■ TASK DETAILS: Each line of the entries, from the first to the line containing "#[derive(Debug, Clone, PartialEq, Eq)]", is to be transcribed exactly as it stands; include no other lines.

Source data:
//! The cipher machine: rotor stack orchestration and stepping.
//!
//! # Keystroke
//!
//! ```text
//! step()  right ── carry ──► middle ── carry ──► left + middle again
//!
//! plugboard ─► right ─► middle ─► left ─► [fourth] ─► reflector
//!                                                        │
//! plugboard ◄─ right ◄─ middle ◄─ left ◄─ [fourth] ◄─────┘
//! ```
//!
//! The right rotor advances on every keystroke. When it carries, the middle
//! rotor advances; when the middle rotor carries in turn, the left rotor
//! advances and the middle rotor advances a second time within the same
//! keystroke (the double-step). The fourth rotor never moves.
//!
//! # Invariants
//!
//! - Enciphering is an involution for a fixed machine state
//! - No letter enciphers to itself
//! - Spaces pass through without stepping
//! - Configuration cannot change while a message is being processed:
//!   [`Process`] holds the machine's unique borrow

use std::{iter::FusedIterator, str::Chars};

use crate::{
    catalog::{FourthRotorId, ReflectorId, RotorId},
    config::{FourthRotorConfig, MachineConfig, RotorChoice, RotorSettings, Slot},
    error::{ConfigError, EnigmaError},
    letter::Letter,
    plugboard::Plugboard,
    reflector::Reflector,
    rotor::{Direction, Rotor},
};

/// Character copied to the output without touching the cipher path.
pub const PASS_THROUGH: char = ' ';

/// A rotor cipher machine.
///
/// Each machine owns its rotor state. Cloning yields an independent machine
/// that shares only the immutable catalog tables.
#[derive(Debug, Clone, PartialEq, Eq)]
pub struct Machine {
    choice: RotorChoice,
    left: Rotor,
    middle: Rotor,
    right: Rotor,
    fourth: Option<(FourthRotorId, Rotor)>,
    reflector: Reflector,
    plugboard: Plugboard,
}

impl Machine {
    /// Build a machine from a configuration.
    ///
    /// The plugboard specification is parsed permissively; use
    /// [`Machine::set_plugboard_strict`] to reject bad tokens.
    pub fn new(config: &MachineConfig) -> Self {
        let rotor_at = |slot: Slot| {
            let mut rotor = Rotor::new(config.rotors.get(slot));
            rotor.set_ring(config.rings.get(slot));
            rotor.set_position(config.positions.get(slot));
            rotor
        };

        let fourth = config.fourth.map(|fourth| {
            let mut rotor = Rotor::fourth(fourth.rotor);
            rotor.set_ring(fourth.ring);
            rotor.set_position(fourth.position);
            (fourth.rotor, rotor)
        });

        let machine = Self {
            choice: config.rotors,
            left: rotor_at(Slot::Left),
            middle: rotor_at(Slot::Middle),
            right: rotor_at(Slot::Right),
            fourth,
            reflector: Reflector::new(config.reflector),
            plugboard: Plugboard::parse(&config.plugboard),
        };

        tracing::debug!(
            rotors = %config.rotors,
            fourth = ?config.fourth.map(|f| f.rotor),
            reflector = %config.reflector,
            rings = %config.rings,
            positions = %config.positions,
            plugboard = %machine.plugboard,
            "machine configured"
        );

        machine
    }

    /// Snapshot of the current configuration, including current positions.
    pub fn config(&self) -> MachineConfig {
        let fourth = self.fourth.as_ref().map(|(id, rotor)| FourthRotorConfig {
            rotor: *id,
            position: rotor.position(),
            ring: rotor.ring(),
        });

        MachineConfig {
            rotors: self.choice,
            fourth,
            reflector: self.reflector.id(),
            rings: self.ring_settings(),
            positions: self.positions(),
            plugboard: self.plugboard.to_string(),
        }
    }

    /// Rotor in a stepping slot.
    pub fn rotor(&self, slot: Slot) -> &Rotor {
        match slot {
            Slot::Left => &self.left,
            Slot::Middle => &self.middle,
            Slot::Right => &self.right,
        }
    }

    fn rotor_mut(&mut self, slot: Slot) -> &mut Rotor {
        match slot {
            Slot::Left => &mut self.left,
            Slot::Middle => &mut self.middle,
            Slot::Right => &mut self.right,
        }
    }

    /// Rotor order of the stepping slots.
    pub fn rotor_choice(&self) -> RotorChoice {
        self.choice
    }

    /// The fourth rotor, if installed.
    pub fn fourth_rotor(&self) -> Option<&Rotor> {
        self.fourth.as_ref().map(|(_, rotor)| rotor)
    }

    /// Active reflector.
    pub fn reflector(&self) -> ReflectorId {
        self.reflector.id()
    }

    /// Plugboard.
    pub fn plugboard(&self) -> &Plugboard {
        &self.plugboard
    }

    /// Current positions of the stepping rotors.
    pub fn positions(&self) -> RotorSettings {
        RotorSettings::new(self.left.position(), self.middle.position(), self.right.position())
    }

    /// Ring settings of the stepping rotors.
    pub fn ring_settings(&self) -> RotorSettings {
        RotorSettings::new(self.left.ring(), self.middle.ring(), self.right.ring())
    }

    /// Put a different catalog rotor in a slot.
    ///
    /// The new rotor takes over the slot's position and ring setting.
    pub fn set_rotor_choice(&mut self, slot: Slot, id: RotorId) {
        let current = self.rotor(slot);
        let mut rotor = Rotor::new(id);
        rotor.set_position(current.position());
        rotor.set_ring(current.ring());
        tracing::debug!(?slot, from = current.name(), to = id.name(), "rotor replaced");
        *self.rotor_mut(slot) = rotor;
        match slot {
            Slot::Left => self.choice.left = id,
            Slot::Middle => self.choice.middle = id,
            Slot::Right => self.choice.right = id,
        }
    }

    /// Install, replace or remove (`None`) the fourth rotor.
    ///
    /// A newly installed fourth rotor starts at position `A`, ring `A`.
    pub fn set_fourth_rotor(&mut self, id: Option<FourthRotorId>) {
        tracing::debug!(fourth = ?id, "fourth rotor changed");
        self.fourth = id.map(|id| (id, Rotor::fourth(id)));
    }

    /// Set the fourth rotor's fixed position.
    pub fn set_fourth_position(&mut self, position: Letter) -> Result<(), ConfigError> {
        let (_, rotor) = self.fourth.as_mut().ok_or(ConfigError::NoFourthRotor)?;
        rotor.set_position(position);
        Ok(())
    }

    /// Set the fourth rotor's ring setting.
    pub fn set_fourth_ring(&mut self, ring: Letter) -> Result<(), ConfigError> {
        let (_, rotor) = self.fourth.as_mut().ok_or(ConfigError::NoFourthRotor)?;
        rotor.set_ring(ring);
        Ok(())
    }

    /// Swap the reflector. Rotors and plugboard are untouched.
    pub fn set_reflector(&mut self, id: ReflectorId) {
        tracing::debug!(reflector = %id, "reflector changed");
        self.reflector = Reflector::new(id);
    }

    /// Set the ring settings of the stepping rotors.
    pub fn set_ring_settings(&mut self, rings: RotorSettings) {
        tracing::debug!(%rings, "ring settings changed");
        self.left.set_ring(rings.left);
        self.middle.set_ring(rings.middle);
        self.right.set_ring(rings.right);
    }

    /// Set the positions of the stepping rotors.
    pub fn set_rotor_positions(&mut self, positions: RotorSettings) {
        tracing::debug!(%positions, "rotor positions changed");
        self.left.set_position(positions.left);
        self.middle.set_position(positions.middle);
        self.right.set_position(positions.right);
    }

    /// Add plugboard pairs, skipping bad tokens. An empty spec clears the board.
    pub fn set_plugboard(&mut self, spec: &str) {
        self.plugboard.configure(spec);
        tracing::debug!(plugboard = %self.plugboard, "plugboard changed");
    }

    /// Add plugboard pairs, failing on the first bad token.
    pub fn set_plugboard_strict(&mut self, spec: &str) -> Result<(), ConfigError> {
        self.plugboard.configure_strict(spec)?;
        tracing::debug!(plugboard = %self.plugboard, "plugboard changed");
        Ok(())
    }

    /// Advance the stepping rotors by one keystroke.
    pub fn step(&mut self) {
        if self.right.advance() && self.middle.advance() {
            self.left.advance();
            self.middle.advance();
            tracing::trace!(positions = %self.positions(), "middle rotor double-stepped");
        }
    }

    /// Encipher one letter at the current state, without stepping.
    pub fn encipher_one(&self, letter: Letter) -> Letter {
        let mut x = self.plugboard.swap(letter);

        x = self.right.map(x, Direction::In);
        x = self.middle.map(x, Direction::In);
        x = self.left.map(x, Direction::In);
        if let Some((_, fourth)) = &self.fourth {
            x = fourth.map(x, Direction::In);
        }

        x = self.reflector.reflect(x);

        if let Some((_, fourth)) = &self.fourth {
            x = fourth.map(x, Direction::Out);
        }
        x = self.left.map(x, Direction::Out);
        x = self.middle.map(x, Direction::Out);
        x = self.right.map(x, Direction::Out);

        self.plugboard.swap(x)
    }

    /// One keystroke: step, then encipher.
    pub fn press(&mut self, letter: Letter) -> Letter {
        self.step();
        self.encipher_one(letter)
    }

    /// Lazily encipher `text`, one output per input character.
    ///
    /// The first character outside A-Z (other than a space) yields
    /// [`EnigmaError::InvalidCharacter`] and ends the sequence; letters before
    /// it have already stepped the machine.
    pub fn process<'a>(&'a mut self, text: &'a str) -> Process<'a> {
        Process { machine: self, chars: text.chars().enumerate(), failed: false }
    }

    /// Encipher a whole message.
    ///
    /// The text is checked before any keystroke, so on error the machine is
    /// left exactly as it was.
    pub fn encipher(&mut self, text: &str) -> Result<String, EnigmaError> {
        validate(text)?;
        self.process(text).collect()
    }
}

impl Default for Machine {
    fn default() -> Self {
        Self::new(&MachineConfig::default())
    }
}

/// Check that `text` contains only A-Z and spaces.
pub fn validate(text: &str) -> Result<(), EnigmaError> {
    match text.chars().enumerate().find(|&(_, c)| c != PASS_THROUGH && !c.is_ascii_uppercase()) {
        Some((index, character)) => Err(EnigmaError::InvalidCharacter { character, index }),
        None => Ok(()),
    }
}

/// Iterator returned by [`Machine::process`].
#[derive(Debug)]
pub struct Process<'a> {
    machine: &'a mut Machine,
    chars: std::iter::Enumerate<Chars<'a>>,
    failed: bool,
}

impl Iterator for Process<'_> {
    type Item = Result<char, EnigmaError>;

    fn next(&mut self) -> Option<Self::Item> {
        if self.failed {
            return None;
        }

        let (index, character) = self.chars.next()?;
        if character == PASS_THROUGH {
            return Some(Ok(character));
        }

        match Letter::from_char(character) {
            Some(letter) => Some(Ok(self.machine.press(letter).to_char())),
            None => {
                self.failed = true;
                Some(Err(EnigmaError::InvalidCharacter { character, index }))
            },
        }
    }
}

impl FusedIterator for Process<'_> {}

■ RESPONSE BOX:
//! The cipher machine: rotor stack orchestration and stepping.
//!
//! # Keystroke
//!
//! ```text
//! step()  right ── carry ──► middle ── carry ──► left + middle again
//!
//! plugboard ─► right ─► middle ─► left ─► [fourth] ─► reflector
//!                                                        │
//! plugboard ◄─ right ◄─ middle ◄─ left ◄─ [fourth] ◄─────┘
//! ```
//!
//! The right rotor advances on every keystroke. When it carries, the middle
//! rotor advances; when the middle rotor carries in turn, the left rotor
//! advances and the middle rotor advances a second time within the same
//! keystroke (the double-step). The fourth rotor never moves.
//!
//! # Invariants
//!
//! - Enciphering is an involution for a fixed machine state
//! - No letter enciphers to itself
//! - Spaces pass through without stepping
//! - Configuration cannot change while a message is being processed:
//!   [`Process`] holds the machine's unique borrow

use std::{iter::FusedIterator, str::Chars};

use crate::{
    catalog::{FourthRotorId, ReflectorId, RotorId},
    config::{FourthRotorConfig, MachineConfig, RotorChoice, RotorSettings, Slot},
    error::{ConfigError, EnigmaError},
    letter::Letter,
    plugboard::Plugboard,
    reflector::Reflector,
    rotor::{Direction, Rotor},
};

/// Character copied to the output without touching the cipher path.
pub const PASS_THROUGH: char = ' ';

/// A rotor cipher machine.
///
/// Each machine owns its rotor state. Cloning yields an independent machine
/// that shares only the immutable catalog tables.
#[derive(Debug, Clone, PartialEq, Eq)]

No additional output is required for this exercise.